Marull J.; Torabi P.; Padró R. et al. 2020. “Energy-Landscape Optimization for land use planning. Application in the Barcelona metropolitan area”. Ecological Modelling 431.
Abstract
Rapid population growth and urban expansion in metropolitan areas have led to a dramatic increase in food demand. In most cases, urban sprawl occurs in unplanned ways, forcing peri-urban agriculture to adopt detrimental practices for biodiversity conservation and metabolic efficiency (i.e. landscape homogenization and dependence on non-renewable external inputs), facing the food-biodiversity dilemma. In order to ameliorate these negative effects over the metropolitan socioecological system, researchers have focused on developing comprehensive indicators to support sustainable urban expansion in metropolitan areas. In this paper, we use these indicators to develop an Energy-Landscape Optimization (E-LO), a nonlinear model designed for land use planning by means of considering biophysical constraints. Then, we test the model in a representative Mediterranean bio-cultural landscape in the Barcelona metropolitan area (Spain).

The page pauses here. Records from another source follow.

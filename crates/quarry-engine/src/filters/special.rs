//! Query builders for synthetic columns.
//!
//! Special fields such as `#event_date#` do not exist in the index. A builder
//! turns the text typed into such a column's filter cell into something the
//! backend understands.

use once_cell::sync::Lazy;
use quarry_core::{BoolClause, FilterClause, QueryType};
use regex::Regex;
use serde_json::json;
use std::collections::HashMap;

/// What a builder made of the filter text.
#[derive(Debug, Clone, PartialEq)]
pub enum SpecialQuery {
    /// The text is not a valid filter for this field.
    Invalid,
    /// A query string fragment, sent as a `query_string` must clause.
    QueryString(String),
    /// A complete clause, used as is.
    Clause(FilterClause),
}

/// Builds a query from trimmed filter text and the field token's parameters.
pub type SpecialFieldBuilder = Box<dyn Fn(&str, &[String]) -> SpecialQuery + Send + Sync>;

/// Registry of builders and sort fields keyed by special field name.
pub struct SpecialFields {
    builders: HashMap<String, SpecialFieldBuilder>,
    sort_fields: HashMap<String, Vec<String>>,
}

impl SpecialFields {
    /// An empty registry.
    pub fn new() -> Self {
        Self {
            builders: HashMap::new(),
            sort_fields: HashMap::new(),
        }
    }

    /// The registry with the built-in fields.
    pub fn with_defaults() -> Self {
        let mut fields = Self::new();
        fields.register("event_date", event_date);
        fields.register("datasource_code", datasource_code);
        fields.register("higher_geography", higher_geography);
        fields.register_sort("event_date", &["event.date_start"]);
        fields.register_sort("datasource_code", &["metadata.website.id", "metadata.survey.id"]);
        fields
    }

    /// Register a builder, replacing any previous one of the same name.
    pub fn register<F>(&mut self, name: &str, builder: F)
    where
        F: Fn(&str, &[String]) -> SpecialQuery + Send + Sync + 'static,
    {
        self.builders.insert(name.to_string(), Box::new(builder));
    }

    /// Register the underlying fields a special field sorts on.
    pub fn register_sort(&mut self, name: &str, fields: &[&str]) {
        self.sort_fields
            .insert(name.to_string(), fields.iter().map(|f| f.to_string()).collect());
    }

    pub fn has_builder(&self, name: &str) -> bool {
        self.builders.contains_key(name)
    }

    /// Run the builder for `name`. Returns `None` when none is registered.
    pub fn build(&self, name: &str, text: &str, params: &[String]) -> Option<SpecialQuery> {
        self.builders.get(name).map(|builder| builder(text, params))
    }

    pub fn sort_fields(&self, name: &str) -> Option<&[String]> {
        self.sort_fields.get(name).map(Vec::as_slice)
    }
}

impl Default for SpecialFields {
    fn default() -> Self {
        Self::with_defaults()
    }
}

// ===== Built-in builders =====

static YEAR: Lazy<Regex> = Lazy::new(|| Regex::new(r"^(\d{4})$").unwrap());
static DAY_MONTH_YEAR: Lazy<Regex> = Lazy::new(|| Regex::new(r"^(\d{2})/(\d{2})/(\d{4})$").unwrap());
static ISO_DATE: Lazy<Regex> = Lazy::new(|| Regex::new(r"^(\d{4})-(\d{2})-(\d{2})$").unwrap());
static DATASOURCE_CODE: Lazy<Regex> = Lazy::new(|| Regex::new(r"^\d+(\s*\|\s*\d*)?$").unwrap());

/// `yyyy`, `dd/mm/yyyy` or `yyyy-mm-dd`.
pub fn event_date(text: &str, _params: &[String]) -> SpecialQuery {
    if let Some(caps) = YEAR.captures(text) {
        return SpecialQuery::QueryString(format!("event.year:{}", &caps[1]));
    }
    if let Some(caps) = DAY_MONTH_YEAR.captures(text) {
        return SpecialQuery::QueryString(format!(
            "event.date_start:{}-{}-{}",
            &caps[3], &caps[2], &caps[1]
        ));
    }
    if let Some(caps) = ISO_DATE.captures(text) {
        return SpecialQuery::QueryString(format!(
            "event.date_start:{}-{}-{}",
            &caps[1], &caps[2], &caps[3]
        ));
    }
    SpecialQuery::Invalid
}

/// `website_id` optionally followed by `| survey_id`.
pub fn datasource_code(text: &str, _params: &[String]) -> SpecialQuery {
    if !DATASOURCE_CODE.is_match(text) {
        return SpecialQuery::Invalid;
    }
    let mut parts = text.split('|').map(str::trim);
    let website = parts.next().unwrap_or_default();
    let mut query = format!("metadata.website.id:{}", website);
    if let Some(survey) = parts.next().filter(|s| !s.is_empty()) {
        query.push_str(&format!(" AND metadata.survey.id:{}", survey));
    }
    SpecialQuery::QueryString(query)
}

/// Nested match on a higher geography entry. Params are the geography type
/// and the attribute to match, e.g. `#higher_geography:Vice County:code#`.
pub fn higher_geography(text: &str, params: &[String]) -> SpecialQuery {
    let (geo_type, attr) = match params {
        [geo_type, attr, ..] => (geo_type, attr),
        _ => return SpecialQuery::Invalid,
    };
    let mut attr_match = serde_json::Map::new();
    attr_match.insert(format!("location.higher_geography.{}", attr), json!(text));
    let inner = json!({
        "bool": {
            "must": [
                { "match": { "location.higher_geography.type": geo_type } },
                { "match": attr_match }
            ]
        }
    });
    SpecialQuery::Clause(
        FilterClause::new(BoolClause::Must, QueryType::Nested)
            .with_nested("location.higher_geography")
            .with_query(inner.to_string()),
    )
}
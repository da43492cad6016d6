//! Command line driver for Quarry pages.
//!
//! This crate provides:
//! - A fixture backend replaying recorded search responses
//! - Plain text reports of grids, maps and population outcomes

pub mod fixture;
pub mod report;

// Re-export commonly used types
pub use fixture::FixtureBackend;
pub use report::{grid_summary, map_summary, outcome_line};
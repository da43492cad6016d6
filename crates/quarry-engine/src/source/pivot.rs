//! Pivot tables from two-level aggregations.

use indexmap::IndexMap;
use quarry_core::{value_as_text, PivotConfig, PivotRow, PivotTable};
use serde_json::Value;

/// Pivot a response's aggregations.
///
/// Outer bucket keys become columns and inner bucket keys become rows. Every
/// row has a cell for every column; combinations with no bucket count zero.
pub fn build_pivot(aggregations: &Value, config: &PivotConfig) -> Option<PivotTable> {
    let outer = aggregations.get(&config.outer)?.get("buckets")?.as_array()?;
    let columns: Vec<String> = outer
        .iter()
        .map(|bucket| bucket.get("key").map(value_as_text).unwrap_or_default())
        .collect();
    let blank: IndexMap<String, u64> = columns.iter().map(|c| (c.clone(), 0)).collect();

    let mut rows: IndexMap<String, IndexMap<String, u64>> = IndexMap::new();
    for (bucket, column) in outer.iter().zip(&columns) {
        let inner = config
            .inner
            .iter()
            .try_fold(bucket, |node, key| node.get(key))
            .and_then(|node| node.get("buckets"))
            .and_then(Value::as_array);
        for inner_bucket in inner.into_iter().flatten() {
            let key = inner_bucket.get("key").map(value_as_text).unwrap_or_default();
            let count = inner_bucket.get("doc_count").and_then(Value::as_u64).unwrap_or(0);
            rows.entry(key)
                .or_insert_with(|| blank.clone())
                .insert(column.clone(), count);
        }
    }

    Some(PivotTable {
        columns,
        rows: rows
            .into_iter()
            .map(|(key, cells)| PivotRow { key, cells })
            .collect(),
    })
}
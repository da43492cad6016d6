//! Core types for Quarry.
//!
//! This crate contains shared data structures that are used across all Quarry crates:
//! - Filter clauses and query types
//! - Request, response and download chunk wire types
//! - Aggregation templates with named insertion points
//! - Field mappings and special field tokens
//! - Page configuration
//! - Error types

mod aggregation;
mod clause;
mod config;
mod error;
mod field;
mod request;

pub use aggregation::{AggregationTemplate, Viewport};
pub use clause::{fill_template, BoolClause, FilterClause, QueryType, VALUE_TOKEN};
pub use config::{
    config_dir, default_page_path, AggregationMapMode, BackendConfig, BoolClauses, ColumnConfig,
    DownloadConfig, GridConfig, InputBinding, InputConfig, LayerConfig, LayerKind, MapConfig,
    PageConfig, PivotConfig, RowFilterConfig, SourceConfig, StaticClause,
};
pub use error::{BackendError, ConfigError};
pub use field::{
    simple_field_name, value_as_text, value_at_path, FieldMapping, FieldType, SpecialFieldRef,
};
pub use request::{
    DownloadChunk, Hit, HitTotal, Hits, PivotRow, PivotTable, Request, Response, SortField,
    SortOrder, SortSpec,
};
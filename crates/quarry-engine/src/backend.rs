//! Search backend seam.
//!
//! The engine never talks HTTP itself. A `SearchBackend` takes a finished
//! request and returns a future, so hosts can plug in a proxy client and tests
//! can plug in mocks.
//!
//! ## Timeouts
//!
//! `TimeoutBackend` wraps any backend and fails requests that take longer
//! than the configured duration with `BackendError::Timeout`.

use futures::future::BoxFuture;
use quarry_core::{BackendError, DownloadChunk, Request, Response};
use std::future::Future;
use std::sync::Arc;
use std::time::Duration;

// =============================================================================
// Backend Trait
// =============================================================================

/// Trait for search proxy operations.
#[cfg_attr(test, mockall::automock)]
pub trait SearchBackend: Send + Sync {
    /// Run a search request.
    fn search(&self, request: Request) -> BoxFuture<'static, Result<Response, BackendError>>;

    /// Start a bulk download. Returns the first chunk.
    fn download(&self, request: Request) -> BoxFuture<'static, Result<DownloadChunk, BackendError>>;

    /// Continue a bulk download from a scroll id.
    fn download_next(
        &self,
        scroll_id: String,
    ) -> BoxFuture<'static, Result<DownloadChunk, BackendError>>;
}

impl<B: SearchBackend + ?Sized> SearchBackend for Arc<B> {
    fn search(&self, request: Request) -> BoxFuture<'static, Result<Response, BackendError>> {
        (**self).search(request)
    }

    fn download(&self, request: Request) -> BoxFuture<'static, Result<DownloadChunk, BackendError>> {
        (**self).download(request)
    }

    fn download_next(
        &self,
        scroll_id: String,
    ) -> BoxFuture<'static, Result<DownloadChunk, BackendError>> {
        (**self).download_next(scroll_id)
    }
}

// =============================================================================
// Timeout Wrapper
// =============================================================================

/// Backend wrapper enforcing a per-request timeout.
pub struct TimeoutBackend<B> {
    inner: B,
    timeout: Duration,
}

impl<B: SearchBackend> TimeoutBackend<B> {
    pub fn new(inner: B, timeout: Duration) -> Self {
        Self { inner, timeout }
    }
}

fn with_timeout<T, F>(duration: Duration, future: F) -> BoxFuture<'static, Result<T, BackendError>>
where
    T: Send + 'static,
    F: Future<Output = Result<T, BackendError>> + Send + 'static,
{
    Box::pin(async move {
        match tokio::time::timeout(duration, future).await {
            Ok(result) => result,
            Err(_) => {
                tracing::warn!("Backend request timed out after {:?}", duration);
                Err(BackendError::Timeout { duration })
            }
        }
    })
}

impl<B: SearchBackend> SearchBackend for TimeoutBackend<B> {
    fn search(&self, request: Request) -> BoxFuture<'static, Result<Response, BackendError>> {
        with_timeout(self.timeout, self.inner.search(request))
    }

    fn download(&self, request: Request) -> BoxFuture<'static, Result<DownloadChunk, BackendError>> {
        with_timeout(self.timeout, self.inner.download(request))
    }

    fn download_next(
        &self,
        scroll_id: String,
    ) -> BoxFuture<'static, Result<DownloadChunk, BackendError>> {
        with_timeout(self.timeout, self.inner.download_next(scroll_id))
    }
}

#[cfg(test)]
mod tests {
    use super::*;

    #[tokio::test]
    async fn test_timeout_backend_times_out() {
        let mut mock = MockSearchBackend::new();
        mock.expect_search().returning(|_| {
            Box::pin(async {
                tokio::time::sleep(Duration::from_secs(5)).await;
                Ok(Response::default())
            })
        });

        let backend = TimeoutBackend::new(mock, Duration::from_millis(20));
        let result = backend.search(Request::default()).await;
        assert_eq!(
            result,
            Err(BackendError::Timeout {
                duration: Duration::from_millis(20)
            })
        );
    }

    #[tokio::test]
    async fn test_timeout_backend_passes_through() {
        let mut mock = MockSearchBackend::new();
        mock.expect_download_next()
            .withf(|id| id == "scroll-1")
            .returning(|_| {
                Box::pin(async {
                    Ok(DownloadChunk {
                        done: 10,
                        total: 10,
                        ..Default::default()
                    })
                })
            });

        let backend = TimeoutBackend::new(mock, Duration::from_secs(1));
        let chunk = backend.download_next("scroll-1".to_string()).await.unwrap();
        assert!(chunk.is_complete());
    }
}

The E-LO results allow us to propose different land use configurations for both conventional and organic agriculture, taking into account the associated socio-metabolic balances and the related landscape functional structures, with the aim to meet different societal objectives. We have fruitfully tested three settings: i) to increase conditions to host farm associated biodiversity, ii) to increase agricultural production, and iii) to minimize dependence on non-renewable external inputs. According to these socioecological objectives, we have obtained the best landscape-metabolism integration, which is a useful methodology for sustainable land use policy. This socioecological perspective is necessary for the new paradigm on agroecosystem management and landscape planning, and can help advancing towards functional green infrastructures in metropolitan areas, especially in the climate change and agroecological transition global context.